What it is
AgentOps-AI provides a Python SDK designed for monitoring AI agents, tracking costs associated with large language models (LLMs), and benchmarking performance. It integrates seamlessly with various LLMs and agent frameworks, making it a valuable resource for developers and researchers in the AI field.
Gabriel’s notes
Python SDK for agent monitoring, LLM cost tracking, benchmarking, and more. Integrates with most LLMs and agent frameworks like CrewAI, Langchain, and Autogen
Good fit if you want to:
- automate repetitive workflows and connect apps without custom code.

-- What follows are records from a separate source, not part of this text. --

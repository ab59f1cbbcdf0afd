//! Budget data model.
//!
//! `*Payload` types mirror the inbound JSON and accept missing fields so that
//! validation can report every problem at once. `validation::validate_payload`
//! turns a `BudgetPayload` into the typed `BudgetRequest` the pipeline consumes.

use serde::{Deserialize, Serialize};
use utoipa::ToSchema;

#[derive(Debug, Default, Clone, Deserialize, ToSchema)]
#[serde(rename_all = "camelCase")]
pub struct ClientInfoPayload {
    pub name: Option<String>,
    pub email: Option<String>,
    pub company: Option<String>,
    pub description: Option<String>,
}

#[derive(Debug, Default, Clone, PartialEq, Serialize, Deserialize, ToSchema)]
#[serde(rename_all = "camelCase")]
pub struct PageFeature {
    #[serde(default)]
    pub name: String,
    #[serde(default)]
    pub description: String,
    #[serde(default)]
    pub details: Vec<String>,
}

#[derive(Debug, Default, Clone, Deserialize, ToSchema)]
#[serde(rename_all = "camelCase")]
pub struct PageTypePayload {
    pub id: Option<String>,
    pub name: Option<String>,
    pub description: Option<String>,
    pub base_price: Option<f64>,
    pub estimated_days: Option<i64>,
    #[serde(default)]
    pub features: Vec<PageFeature>,
}

#[derive(Debug, Default, Clone, Deserialize, ToSchema)]
#[serde(rename_all = "camelCase")]
pub struct AdditionalFeaturePayload {
    pub id: Option<String>,
    pub name: Option<String>,
    pub price: Option<f64>,
    pub description: Option<String>,
    #[serde(default)]
    pub benefits: Vec<String>,
}

/// Inbound body of `POST /api/budget/generate`.
#[derive(Debug, Default, Clone, Deserialize, ToSchema)]
#[serde(rename_all = "camelCase")]
pub struct BudgetPayload {
    pub client_info: Option<ClientInfoPayload>,
    pub page_type: Option<PageTypePayload>,
    #[serde(default)]
    pub additional_features: Vec<AdditionalFeaturePayload>,
    /// One of `urgent`, `normal`, `extended`. Defaults to `normal`.
    #[schema(example = "normal")]
    pub timeline: Option<String>,
    /// Falls back to `pageType.estimatedDays` when absent.
    pub estimated_days: Option<i64>,
    /// Pre-formatted delivery date shown verbatim.
    pub delivery_date: Option<String>,
    /// Falls back to `basePrice + sum(additionalFeatures.price)` when absent.
    pub total_price: Option<f64>,
    pub generated_at: Option<String>,
    pub budget_number: Option<String>,
}

#[derive(Debug, Clone, PartialEq)]
pub struct ClientInfo {
    pub name: String,
    pub email: String,
    pub company: Option<String>,
    pub description: Option<String>,
}

#[derive(Debug, Clone, PartialEq)]
pub struct SelectedPageType {
    pub id: String,
    pub name: String,
    pub description: String,
    pub base_price: f64,
    pub estimated_days: Option<u32>,
    pub features: Vec<PageFeature>,
}

#[derive(Debug, Clone, PartialEq)]
pub struct AdditionalFeature {
    pub id: String,
    pub name: String,
    pub price: f64,
    pub description: String,
    pub benefits: Vec<String>,
}

#[derive(Debug, Default, Clone, Copy, PartialEq, Eq)]
pub enum Timeline {
    Urgent,
    #[default]
    Normal,
    Extended,
}

impl Timeline {
    pub fn parse(value: &str) -> Option<Self> {
        match value.trim().to_ascii_lowercase().as_str() {
            "urgent" => Some(Self::Urgent),
            "normal" => Some(Self::Normal),
            "extended" => Some(Self::Extended),
            _ => None,
        }
    }

    /// Phrase printed in the delivery section.
    pub fn label(self) -> &'static str {
        match self {
            Self::Urgent => "Urgente",
            Self::Extended => "Flexible",
            Self::Normal => "Normal",
        }
    }
}

/// Validated quote, ready to be rendered.
#[derive(Debug, Clone, PartialEq)]
pub struct BudgetRequest {
    pub client_info: ClientInfo,
    pub page_type: SelectedPageType,
    pub additional_features: Vec<AdditionalFeature>,
    pub timeline: Timeline,
    pub estimated_days: u32,
    pub delivery_date: Option<String>,
    pub total_price: f64,
    pub generated_at: Option<String>,
    pub budget_number: Option<String>,
}

impl BudgetRequest {
    /// `basePrice` plus every add-on price.
    pub fn computed_total(&self) -> f64 {
        self.page_type.base_price
            + self
                .additional_features
                .iter()
                .map(|feature| feature.price)
                .sum::<f64>()
    }

    /// Whether the caller's `totalPrice` agrees with the line items to the cent.
    pub fn total_matches_line_items(&self) -> bool {
        (self.total_price - self.computed_total()).abs() < 0.005
    }
}

#[cfg(test)]
mod tests {
    use super::*;

    #[test]
    fn test_payload_deserialization_camel_case() {
        let json = r#"{
            "clientInfo": { "name": "Juan Pérez", "email": "juan@example.com", "company": "ACME" },
            "pageType": { "id": "landing", "name": "Landing Page", "basePrice": 250, "estimatedDays": 7, "features": [] },
            "additionalFeatures": [{ "name": "SEO", "price": 100, "description": "", "benefits": [] }],
            "timeline": "urgent",
            "deliveryDate": "30 de octubre de 2026",
            "totalPrice": 350
        }"#;

        let payload: BudgetPayload = serde_json::from_str(json).unwrap();
        let client = payload.client_info.unwrap();
        assert_eq!(client.name.as_deref(), Some("Juan Pérez"));
        assert_eq!(client.company.as_deref(), Some("ACME"));
        assert_eq!(client.description, None);

        let page = payload.page_type.unwrap();
        assert_eq!(page.base_price, Some(250.0));
        assert_eq!(page.estimated_days, Some(7));
        assert_eq!(payload.additional_features[0].price, Some(100.0));
        assert_eq!(payload.total_price, Some(350.0));
        assert_eq!(payload.budget_number, None);
    }

    #[test]
    fn test_empty_object_is_accepted_by_the_payload() {
        let payload: BudgetPayload = serde_json::from_str("{}").unwrap();
        assert!(payload.client_info.is_none());
        assert!(payload.page_type.is_none());
        assert!(payload.additional_features.is_empty());
    }

    #[test]
    fn test_timeline_labels() {
        assert_eq!(Timeline::parse("urgent").map(Timeline::label), Some("Urgente"));
        assert_eq!(Timeline::parse("EXTENDED").map(Timeline::label), Some("Flexible"));
        assert_eq!(Timeline::parse("normal").map(Timeline::label), Some("Normal"));
        assert_eq!(Timeline::default().label(), "Normal");
        assert_eq!(Timeline::parse("someday"), None);
    }
}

- generate, edit, or enhance creative assets (images, design, branding).
Pricing snapshot (auto-enriched): Free tier available with up to 5,000 events; pricing is usage-based starting at $40 per month for the Pro plan with unlimited events and log retention; custom enterprise pricing available.
Work-use / compliance snapshot (auto-enriched): AgentOps is suitable for workplace use with enterprise features including on-premises deployment, and compliance with SOC 2 and HIPAA available in the Enterprise tier, supporting secure data handling and monitoring, though specific details on training usage, retention, and SSO availability are not explicitly stated.
Alternatives (auto-enriched): Alternative: LangSmith | Comparison: LangSmith offers virtually no performance overhead, making it ideal for performance-critical production environments compared to AgentOps which has moderate overhead. Alternative: Langfuse | Comparison: Langfuse provides deep prompt-level observability but introduces slightly higher latency overhead than AgentOps.
Before you adopt it: check the README, license, recent commits, and open issues to gauge maintenance and fit.
Note: pricing and policy details can change—verify on the official site before making decisions.